*** Record extracts ***
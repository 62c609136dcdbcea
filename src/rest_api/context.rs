//! Per-request context stamped by middleware.

use axum::extract::Request;
use axum::http::HeaderValue;
use axum::middleware::Next;
use axum::response::Response;
use chrono::{DateTime, Utc};
use uuid::Uuid;

/// Response header carrying the request id
pub const REQUEST_ID_HEADER: &str = "x-request-id";

/// Identity and arrival time of one request
#[derive(Debug, Clone, Copy, PartialEq, Eq)]
pub struct RequestContext {
    pub request_id: Uuid,
    pub requested_at: DateTime<Utc>,
}

impl RequestContext {
    pub fn new() -> Self {
        Self {
            request_id: Uuid::new_v4(),
            requested_at: Utc::now(),
        }
    }
}

impl Default for RequestContext {
    fn default() -> Self {
        Self::new()
    }
}

/// Insert a [`RequestContext`] into the request and echo its id
pub async fn stamp_request(mut request: Request, next: Next) -> Response {
    let context = RequestContext::new();
    request.extensions_mut().insert(context);

    let mut response = next.run(request).await;
    if let Ok(value) = HeaderValue::from_str(&context.request_id.to_string()) {
        response.headers_mut().insert(REQUEST_ID_HEADER, value);
    }
    response
}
***
> About this exercise
All of the data above should be reproduced exactly.

> Solved problem
repository 62c609136dcdbcea
filename src/rest_api/context.rs
//! Per-request context stamped by middleware.

use axum::extract::Request;
use axum::http::HeaderValue;
use axum::middleware::Next;
use axum::response::Response;
use chrono::{DateTime, Utc};
use uuid::Uuid;

/// Response header carrying the request id
pub const REQUEST_ID_HEADER: &str = "x-request-id";

/// Identity and arrival time of one request
#[derive(Debug, Clone, Copy, PartialEq, Eq)]
pub struct RequestContext {
    pub request_id: Uuid,
    pub requested_at: DateTime<Utc>,
}

impl RequestContext {
    pub fn new() -> Self {
        Self {
            request_id: Uuid::new_v4(),
            requested_at: Utc::now(),
        }
    }
}

impl Default for RequestContext {
    fn default() -> Self {
        Self::new()
    }
}

/// Insert a [`RequestContext`] into the request and echo its id
pub async fn stamp_request(mut request: Request, next: Next) -> Response {
    let context = RequestContext::new();
    request.extensions_mut().insert(context);

    let mut response = next.run(request).await;
    if let Ok(value) = HeaderValue::from_str(&context.request_id.to_string()) {
        response.headers_mut().insert(REQUEST_ID_HEADER, value);
    }
    response
}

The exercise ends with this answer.